Material for the task
■ ■ ■

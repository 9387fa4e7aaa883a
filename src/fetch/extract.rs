//! Article text and lead image extraction from raw HTML

use reqwest::Url;
use scraper::node::Element;
use scraper::{ElementRef, Html, Selector};
use serde::{Deserialize, Serialize};

/// Blocks with less visible text than this are never picked as the article body
const MIN_BLOCK_CHARS: usize = 20;

const HIDDEN_TAGS: [&str; 4] = ["script", "style", "noscript", "template"];

const BOILERPLATE_MARKERS: [&str; 13] = [
    "nav",
    "menu",
    "sidebar",
    "footer",
    "header",
    "banner",
    "cookie",
    "consent",
    "advert",
    "promo",
    "subscribe",
    "newsletter",
    "comment",
];

/// Main text and representative image of a page; empty strings when absent
#[derive(Debug, Clone, Default, PartialEq, Eq, Serialize, Deserialize)]
pub struct Extracted {
    pub content: String,
    pub image: String,
}

fn norm_ws(s: &str) -> String {
    s.split_whitespace().collect::<Vec<_>>().join(" ")
}

/// Text of `el` without script/style payloads, whitespace-normalized.
/// Hidden subtrees are skipped whole, so each node is visited once.
fn visible_text(el: &ElementRef) -> String {
    let mut parts: Vec<&str> = Vec::new();
    let mut stack = vec![**el];
    while let Some(node) = stack.pop() {
        if let Some(text) = node.value().as_text() {
            parts.push(text);
            continue;
        }
        if node.value().as_element().is_some_and(is_hidden) {
            continue;
        }
        let children: Vec<_> = node.children().collect();
        stack.extend(children.into_iter().rev());
    }
    norm_ws(&parts.join(" "))
}

fn is_hidden(el: &Element) -> bool {
    HIDDEN_TAGS.contains(&el.name())
}

fn looks_like_boilerplate(el: &Element) -> bool {
    let mut marker = String::new();
    if let Some(c) = el.attr("class") {
        marker.push_str(c);
        marker.push(' ');
    }
    if let Some(i) = el.attr("id") {
        marker.push_str(i);
    }
    let marker = marker.to_ascii_lowercase();
    !marker.is_empty() && BOILERPLATE_MARKERS.iter().any(|m| marker.contains(m))
}

/// Visible and link text (non-whitespace chars) under a candidate block
struct Block<'a> {
    el: ElementRef<'a>,
    order: usize,
    chars: usize,
    link_chars: usize,
}

#[derive(Default)]
struct Frame {
    order: usize,
    chars: usize,
    link_chars: usize,
    is_link: bool,
    is_candidate: bool,
}

/// Count text for every element in one post-order walk and keep the candidate
/// blocks. Totals bubble up from children, so the walk stays linear in the
/// size of the document however deeply it nests.
fn collect_blocks(doc: &Html) -> Vec<Block<'_>> {
    let mut blocks = Vec::new();
    let mut frames: Vec<Frame> = Vec::new();
    let mut opened = 0;
    let mut stack = vec![(*doc.root_element(), false)];

    while let Some((node, closing)) = stack.pop() {
        if closing {
            let Some(frame) = frames.pop() else {
                continue;
            };
            let link_chars = if frame.is_link { frame.chars } else { frame.link_chars };
            if let Some(parent) = frames.last_mut() {
                parent.chars += frame.chars;
                parent.link_chars += link_chars;
            }
            if frame.is_candidate
                && let Some(el) = ElementRef::wrap(node)
            {
                blocks.push(Block {
                    el,
                    order: frame.order,
                    chars: frame.chars,
                    link_chars,
                });
            }
            continue;
        }

        if let Some(text) = node.value().as_text() {
            if let Some(frame) = frames.last_mut() {
                frame.chars += text.chars().filter(|c| !c.is_whitespace()).count();
            }
            continue;
        }
        let Some(el) = node.value().as_element() else {
            continue;
        };
        if is_hidden(el) {
            continue;
        }
        frames.push(Frame {
            order: opened,
            is_link: el.name() == "a",
            is_candidate: matches!(el.name(), "article" | "main" | "section" | "div")
                && !looks_like_boilerplate(el),
            ..Frame::default()
        });
        opened += 1;
        stack.push((node, true));
        let children: Vec<_> = node.children().collect();
        stack.extend(children.into_iter().rev().map(|child| (child, false)));
    }
    blocks
}

/// Pick the block with the most non-link text, favouring `article` and `main`
fn pick_main_block(doc: &Html) -> Option<(ElementRef<'_>, String)> {
    let mut best: Option<(i64, usize, ElementRef<'_>)> = None;
    for Block {
        el,
        order,
        chars,
        link_chars,
    } in collect_blocks(doc)
    {
        if chars < MIN_BLOCK_CHARS {
            continue;
        }
        let mut score = chars as i64 - 2 * link_chars as i64;
        match el.value().name() {
            "article" => score += 500,
            "main" => score += 300,
            _ => {}
        }
        if link_chars > chars / 2 {
            score -= 500;
        }
        let better = best
            .as_ref()
            .is_none_or(|(s, o, _)| score > *s || (score == *s && order < *o));
        if score > 0 && better {
            best = Some((score, order, el));
        }
    }
    best.map(|(_, _, el)| (el, visible_text(&el)))
}

fn first_attr(doc: &Html, selector: &str, attr: &str) -> Option<String> {
    let sel = Selector::parse(selector).ok()?;
    doc.select(&sel)
        .filter_map(|el| el.value().attr(attr))
        .map(str::trim)
        .find(|v| !v.is_empty())
        .map(str::to_string)
}

fn first_img_in(el: &ElementRef) -> Option<String> {
    let sel = Selector::parse("img[src]").ok()?;
    el.select(&sel)
        .filter_map(|img| img.value().attr("src"))
        .map(str::trim)
        .find(|src| !src.is_empty() && !src.starts_with("data:"))
        .map(str::to_string)
}

/// Resolve `reference` against `base_url`; unresolvable references are kept as given
fn absolutize(reference: &str, base_url: &str) -> String {
    match Url::parse(base_url).and_then(|base| base.join(reference)) {
        Ok(url) => url.to_string(),
        Err(_) => reference.to_string(),
    }
}

/// Extract the article text and lead image of an HTML page.
///
/// The image is taken from `og:image`, `twitter:image`, `link[rel=image_src]`, then
/// the first `<img>` of the article block (or of the page). Relative image URLs are
/// resolved against `base_url`.
pub fn extract_article(html: &str, base_url: &str) -> Extracted {
    let doc = Html::parse_document(html);
    let main = pick_main_block(&doc);

    let content = match &main {
        Some((_, text)) => text.clone(),
        None => Selector::parse("body")
            .ok()
            .and_then(|body| doc.select(&body).next())
            .map(|body| visible_text(&body))
            .unwrap_or_else(|| visible_text(&doc.root_element())),
    };

    let image = first_attr(&doc, "meta[property=\"og:image\"]", "content")
        .or_else(|| first_attr(&doc, "meta[name=\"twitter:image\"]", "content"))
        .or_else(|| first_attr(&doc, "meta[property=\"twitter:image\"]", "content"))
        .or_else(|| first_attr(&doc, "link[rel=\"image_src\"]", "href"))
        .or_else(|| main.as_ref().and_then(|(el, _)| first_img_in(el)))
        .or_else(|| first_img_in(&doc.root_element()))
        .map(|src| absolutize(&src, base_url))
        .unwrap_or_default();

    Extracted { content, image }
}

#[cfg(test)]
mod tests {
    use super::*;

    const ARTICLE: &str = r#"
        <html><head>
          <title>Sol</title>
          <meta property="og:image" content="/img/lead.jpg">
          <script>var tracking = "do not read me";</script>
        </head><body>
          <div class="navbar"><a href="/">Inicio</a> <a href="/a">Noticias de hoy</a></div>
          <article>
            <h1>El sol brilla</h1>
            <p>El sol brilla sobre la ciudad durante toda la semana.</p>
            <img src="inline.png">
          </article>
          <div class="footer">Copyright y otras cosas legales del sitio</div>
        </body></html>"#;

    #[test]
    fn test_picks_article_and_og_image() {
        let out = extract_article(ARTICLE, "https://news.example.com/2024/sol.html");
        assert!(out.content.contains("El sol brilla sobre la ciudad"));
        assert!(!out.content.contains("Copyright"));
        assert!(!out.content.contains("tracking"));
        assert_eq!(out.image, "https://news.example.com/img/lead.jpg");
    }

    #[test]
    fn test_falls_back_to_first_image_in_block() {
        let html = r#"<html><body><main>
            <p>Un texto bastante largo para contar como cuerpo principal.</p>
            <img src="data:image/png;base64,AAAA"><img src="fotos/a.jpg">
        </main></body></html>"#;
        let out = extract_article(html, "https://example.org/dir/page");
        assert_eq!(out.image, "https://example.org/dir/fotos/a.jpg");
    }

    #[test]
    fn test_link_heavy_blocks_lose() {
        let html = r#"<html><body>
            <div><a href="/1">Enlace uno muy largo</a> <a href="/2">Enlace dos muy largo</a></div>
            <div><p>Este parrafo tiene texto normal sin enlaces y deberia ganar.</p></div>
        </body></html>"#;
        let out = extract_article(html, "https://example.org/");
        assert!(out.content.starts_with("Este parrafo"));
    }

    #[test]
    fn test_short_page_uses_body_and_empty_image() {
        let out = extract_article("<html><body><p>Hola</p></body></html>", "not a url");
        assert_eq!(out.content, "Hola");
        assert_eq!(out.image, "");
    }

    #[test]
    fn test_unresolvable_base_keeps_reference() {
        let html = r#"<meta property="og:image" content="/x.jpg"><p>hola</p>"#;
        let out = extract_article(html, "not a url");
        assert_eq!(out.image, "/x.jpg");
    }

    #[test]
    fn test_deeply_nested_markup_stays_linear() {
        let depth = 3000;
        let mut html = String::from("<html><body>");
        for _ in 0..depth {
            html.push_str("<div>palabra larga aqui ");
        }
        for _ in 0..depth {
            html.push_str("</div>");
        }
        html.push_str("</body></html>");

        let started = std::time::Instant::now();
        let out = extract_article(&html, "https://example.org/");
        assert!(started.elapsed() < std::time::Duration::from_secs(2));
        assert!(out.content.starts_with("palabra larga aqui"));
    }

    #[test]
    fn test_hidden_text_does_not_count_toward_block() {
        let html = r#"<html><body>
            <div><script>var a = "mucho texto escondido que no se ve en la pagina";</script><p>Corto</p></div>
            <section><p>Texto visible suficiente para ganar la seleccion.</p></section>
        </body></html>"#;
        let out = extract_article(html, "https://example.org/");
        assert_eq!(out.content, "Texto visible suficiente para ganar la seleccion.");
    }
}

■ ■ ■

Work order
Gather from the entries above all lines that include the string "against".

Problem solution
/// Resolve `reference` against `base_url`; unresolvable references are kept as given
/// resolved against `base_url`.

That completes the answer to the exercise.